As shown in the following illustration, the changes that were made to user tables are captured in corresponding
change tables. These change tables provide an historical view of the changes over time. The change data
capturefunctions that SQL Server provides enable the change data to be consumed easily and systematically.
Security Model
This section describes the change data capture security model.
Configuration and Administration
To either enable or disable change data capture for a database, the caller of sys.sp_cdc_enable_db (Transact-SQL)

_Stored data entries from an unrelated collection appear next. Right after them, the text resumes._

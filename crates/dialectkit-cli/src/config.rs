use std::path::Path;
use std::time::Duration;

use dialectkit_core::{DataSource, Error as CoreError};
use serde::{Deserialize, Serialize};
use thiserror::Error;

#[derive(Debug, Error)]
pub enum ConfigError {
    #[error("io error: {0}")]
    Io(#[from] std::io::Error),
    #[error("toml error: {0}")]
    Toml(#[from] toml::de::Error),
}

#[derive(Debug, Clone, Copy, PartialEq, Eq, Serialize, Deserialize)]
#[serde(rename_all = "snake_case")]
pub enum LogFormat {
    Text,
    Json,
}

/// CLI settings: TOML file first, then command-line overrides.
#[derive(Debug, Clone, Serialize, Deserialize)]
#[serde(default)]
pub struct Settings {
    pub driver: String,
    pub data_source: Option<String>,
    pub max_connections: u32,
    pub acquire_timeout_secs: u64,
    pub log_level: String,
    pub log_format: LogFormat,
}

impl Default for Settings {
    fn default() -> Self {
        Self {
            driver: "postgres".to_string(),
            data_source: None,
            max_connections: 5,
            acquire_timeout_secs: 10,
            log_level: "info".to_string(),
            log_format: LogFormat::Text,
        }
    }
}

/// Values given on the command line; `None` keeps the file value.
#[derive(Debug, Clone, Default)]
pub struct Overrides {
    pub driver: Option<String>,
    pub data_source: Option<String>,
    pub log_level: Option<String>,
    pub log_format: Option<LogFormat>,
}

impl Settings {
    pub fn from_toml(content: &str) -> Result<Self, ConfigError> {
        Ok(toml::from_str(content)?)
    }

    pub fn load(path: Option<&Path>) -> Result<Self, ConfigError> {
        match path {
            Some(path) => Self::from_toml(&std::fs::read_to_string(path)?),
            None => Ok(Self::default()),
        }
    }

    pub fn apply(mut self, overrides: Overrides) -> Self {
        if let Some(driver) = overrides.driver {
            self.driver = driver;
        }
        if let Some(data_source) = overrides.data_source {
            self.data_source = Some(data_source);
        }
        if let Some(level) = overrides.log_level {
            self.log_level = level;
        }
        if let Some(format) = overrides.log_format {
            self.log_format = format;
        }
        self
    }

    pub fn data_source(&self) -> Result<DataSource, CoreError> {
        let uri = self
            .data_source
            .as_deref()
            .filter(|uri| !uri.trim().is_empty())
            .ok_or_else(|| {
                CoreError::InvalidConfig(
                    "data source is required (--conn, DATABASE_URL or config file)".to_string(),
                )
            })?;
        if self.max_connections == 0 {
            return Err(CoreError::InvalidConfig(
                "max_connections must be at least 1".to_string(),
            ));
        }

        let mut source = DataSource::new(self.driver.clone(), uri);
        source.max_connections = self.max_connections;
        source.acquire_timeout = Duration::from_secs(self.acquire_timeout_secs);
        Ok(source)
    }
}

#[cfg(test)]
mod tests {
    use super::*;

    #[test]
    fn partial_file_keeps_defaults() {
        let settings = Settings::from_toml(
            r#"
            data_source = "postgres://localhost/app"
            log_format = "json"
            "#,
        )
        .expect("parse settings");

        assert_eq!(settings.driver, "postgres");
        assert_eq!(settings.max_connections, 5);
        assert_eq!(settings.log_format, LogFormat::Json);
        assert_eq!(
            settings.data_source.as_deref(),
            Some("postgres://localhost/app")
        );
    }

    #[test]
    fn overrides_win_over_file() {
        let settings = Settings::default().apply(Overrides {
            driver: Some("postgresql".to_string()),
            data_source: Some("postgres://db/app".to_string()),
            log_level: Some("debug".to_string()),
            log_format: None,
        });

        assert_eq!(settings.driver, "postgresql");
        assert_eq!(settings.log_level, "debug");
        assert_eq!(settings.log_format, LogFormat::Text);

        let source = settings.data_source().expect("data source");
        assert_eq!(source.driver_name, "postgresql");
        assert_eq!(source.uri, "postgres://db/app");
        assert_eq!(source.acquire_timeout, Duration::from_secs(10));
    }

    #[test]
    fn missing_data_source_is_invalid() {
        let err = Settings::default().data_source().unwrap_err();
        assert!(matches!(err, CoreError::InvalidConfig(_)));
    }

    #[test]
    fn mistyped_values_are_rejected() {
        assert!(Settings::from_toml("max_connections = \"many\"").is_err());
    }
}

or sys.sp_cdc_disable_db (Transact-SQL) must be a member of the fixed server sysadmin role. Enabling and
disabling change data capture at the table level requires the caller of sys.sp_cdc_enable_table (Transact-SQL) and
sys.sp_cdc_disable_table (Transact-SQL) to either be a member of the sysadmin role or a member of the database
database db_owner role.
Use of the stored procedures to support the administration of change data capture jobs is restricted to members
of the server sysadmin role and members of the database db_owner role.
Change Enumeration and Metadata Queries
To gain access to the change data that is associated with a capture instance, the user must be granted select access
to all the captured columns of the associated source table. In addition, if a gating role is specified when the capture
instance is created, the caller must also be a member of the specified gating role. Other general change data
capture functions for accessing metadata will be accessible to all database users through the public role, although
access to the returned metadata will also typically be gated by using select access to the underlying source tables,
and by membership in any defined gating roles.

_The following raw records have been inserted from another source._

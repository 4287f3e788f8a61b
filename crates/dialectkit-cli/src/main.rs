mod config;
mod logging;

use std::path::PathBuf;
use std::sync::Arc;

use clap::{Args, Parser, Subcommand};
use config::{ConfigError, LogFormat, Overrides, Settings};
use dialectkit_core::{
    apply_filters, Column, Dialect, DialectRegistry, Error as CoreError, Index, IndexKind,
    SqlType, SqlTypeName, Table,
};
use serde::Serialize;
use thiserror::Error;

#[derive(Debug, Error)]
enum CliError {
    #[error("config error: {0}")]
    Config(#[from] ConfigError),
    #[error("core error: {0}")]
    Core(#[from] CoreError),
    #[error("json error: {0}")]
    Json(#[from] serde_json::Error),
    #[error("logging error: {0}")]
    Logging(String),
}

#[derive(Parser, Debug)]
#[command(name = "dialectkit", version, about = "Schema dialect adapter CLI")]
struct Cli {
    /// Optional TOML settings file.
    #[arg(long, global = true, value_name = "FILE")]
    config: Option<PathBuf>,
    /// Driver name used to select the dialect.
    #[arg(long, global = true)]
    driver: Option<String>,
    /// Database connection string.
    #[arg(long, global = true, env = "DATABASE_URL", value_name = "CONNECTION_STRING")]
    conn: Option<String>,
    /// Log level or filter directive (error, warn, info, debug, off).
    #[arg(long, global = true)]
    log_level: Option<String>,
    /// Emit logs as JSON.
    #[arg(long, global = true, default_value_t = false)]
    log_json: bool,
    #[command(subcommand)]
    command: Command,
}

#[derive(Subcommand, Debug)]
enum Command {
    /// List registered driver names.
    Drivers,
    /// List tables of the default schema.
    Tables,
    /// Show a table's columns (physical order) and indexes.
    Describe { table: String },
    /// Check whether a column exists (case-insensitive).
    ColumnExists { table: String, column: String },
    /// Print the statement dropping an index.
    DropIndexSql(DropIndexArgs),
    /// Print the statement changing a column's type.
    ModifyColumnSql(ModifyColumnArgs),
    /// Print the filtered table or index existence probe.
    CheckSql {
        table: String,
        #[arg(long)]
        index: Option<String>,
    },
}

#[derive(Args, Debug)]
struct DropIndexArgs {
    table: String,
    /// Logical or already-prefixed index name.
    index: String,
    #[arg(long, default_value_t = false)]
    unique: bool,
}

#[derive(Args, Debug)]
struct ModifyColumnArgs {
    table: String,
    column: String,
    /// Generic SQL type (e.g. VARCHAR, INTEGER, TIMESTAMPZ).
    #[arg(value_parser = parse_sql_type)]
    sql_type: SqlTypeName,
    #[arg(long, default_value_t = 0)]
    length: u32,
    #[arg(long, default_value_t = 0)]
    length2: u32,
    #[arg(long, default_value_t = false)]
    auto_increment: bool,
}

fn parse_sql_type(value: &str) -> Result<SqlTypeName, String> {
    value
        .to_uppercase()
        .parse()
        .map_err(|err: dialectkit_core::UnknownSqlType| err.to_string())
}

#[derive(Debug, Serialize)]
struct TableReport<'a> {
    name: &'a str,
    columns: Vec<&'a Column>,
    indexes: Vec<&'a Index>,
}

impl<'a> TableReport<'a> {
    fn new(table: &'a Table) -> Self {
        let mut indexes: Vec<&Index> = table.indexes.values().collect();
        indexes.sort_by(|left, right| left.name.cmp(&right.name));
        Self {
            name: &table.name,
            columns: table.columns().collect(),
            indexes,
        }
    }
}

fn builtin_registry() -> DialectRegistry {
    let mut registry = DialectRegistry::new();
    dialectkit_postgres::register(&mut registry);
    registry
}

#[tokio::main]
async fn main() -> Result<(), CliError> {
    let cli = Cli::parse();

    let settings = Settings::load(cli.config.as_deref())?.apply(Overrides {
        driver: cli.driver,
        data_source: cli.conn,
        log_level: cli.log_level,
        log_format: cli.log_json.then_some(LogFormat::Json),
    });
    logging::init_logging(&settings.log_level, settings.log_format).map_err(CliError::Logging)?;

    let registry = builtin_registry();
    if let Command::Drivers = cli.command {
        for name in registry.drivers() {
            println!("{name}");
        }
        return Ok(());
    }

    let source = settings.data_source()?;
    tracing::info!(event = "dialect_opening", driver = %source.driver_name);
    let dialect = registry.open(&source)?;

    run(cli.command, dialect).await
}

async fn run(command: Command, dialect: Arc<dyn Dialect>) -> Result<(), CliError> {
    match command {
        Command::Drivers => {}
        Command::Tables => {
            let names: Vec<String> = dialect
                .get_tables()
                .await?
                .into_iter()
                .map(|table| table.name)
                .collect();
            tracing::info!(event = "tables_listed", count = names.len());
            println!("{}", serde_json::to_string_pretty(&names)?);
        }
        Command::Describe { table } => {
            let table = dialect.load_table(&table).await?;
            tracing::info!(
                event = "table_described",
                table = %table.name,
                columns = table.column_order.len(),
                indexes = table.indexes.len()
            );
            println!("{}", serde_json::to_string_pretty(&TableReport::new(&table))?);
        }
        Command::ColumnExists { table, column } => {
            let exists = dialect.is_column_exist(&table, &column).await?;
            println!("{exists}");
        }
        Command::DropIndexSql(args) => {
            let kind = if args.unique {
                IndexKind::Unique
            } else {
                IndexKind::Plain
            };
            let index = Index::new(args.index, kind, Vec::new());
            println!("{}", dialect.drop_index_sql(&args.table, &index));
        }
        Command::ModifyColumnSql(args) => {
            let mut column = Column::new(args.column, SqlType::new(args.sql_type));
            column.length = args.length;
            column.length2 = args.length2;
            column.is_autoincrement = args.auto_increment;
            println!("{}", dialect.modify_column_sql(&args.table, &mut column));
        }
        Command::CheckSql { table, index } => {
            let (sql, params) = match index.as_deref() {
                Some(index) => dialect.index_check_sql(&table, index),
                None => dialect.table_check_sql(&table),
            };
            let filters = dialect.filters();
            println!("{}", apply_filters(&filters, &sql, dialect.as_ref(), None));
            println!("-- params: {}", serde_json::to_string(&params)?);
        }
    }

    Ok(())
}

DDL Operations to Change Data Capture Enabled Source Tables
When a table is enabled for change data capture, DDL operations can only be applied to the table by a member of
the fixed server role sysadmin, a member of the database role db_owner, or a member of the database role
db_ddladmin. Users who have explicit grants to perform DDL operations on the table will receive error 22914 if
they try these operation.
Data Type Considerations for Change Data Capture
All base column types are supported by change data capture. The following table lists the behavior and limitations
for several column types.
TYPE OF COLUMN
CHANGES CAPTURED IN CHANGE TABLES
LIMITATIONS
Sparse Columns
Yes
Does not support capturing changes
when using a columnset.
Computed Columns
No
Changes to computed columns are not
tracked. The column will appear in the
change table with the appropriate type,
but will have a value of NULL.
XML
Yes
Changes to individual XML elements
are not tracked.
Timestamp
Yes
The data type in the change table is
converted to binary.
BLOB data types
Yes
The previous image of the BLOB
column is stored only if the column
itself is changed.
Change Data Capture and Other SQL Server Features
This section describes how the following features interact with change data capture:
Database mirroring
Transactional replication
Database restore or attach
Database Mirroring
A database that is enabled for change data capture can be mirrored. To ensure that capture and cleanup happen
automatically on the mirror, follow these steps:
1. Ensure that SQL Server Agent is running on the mirror.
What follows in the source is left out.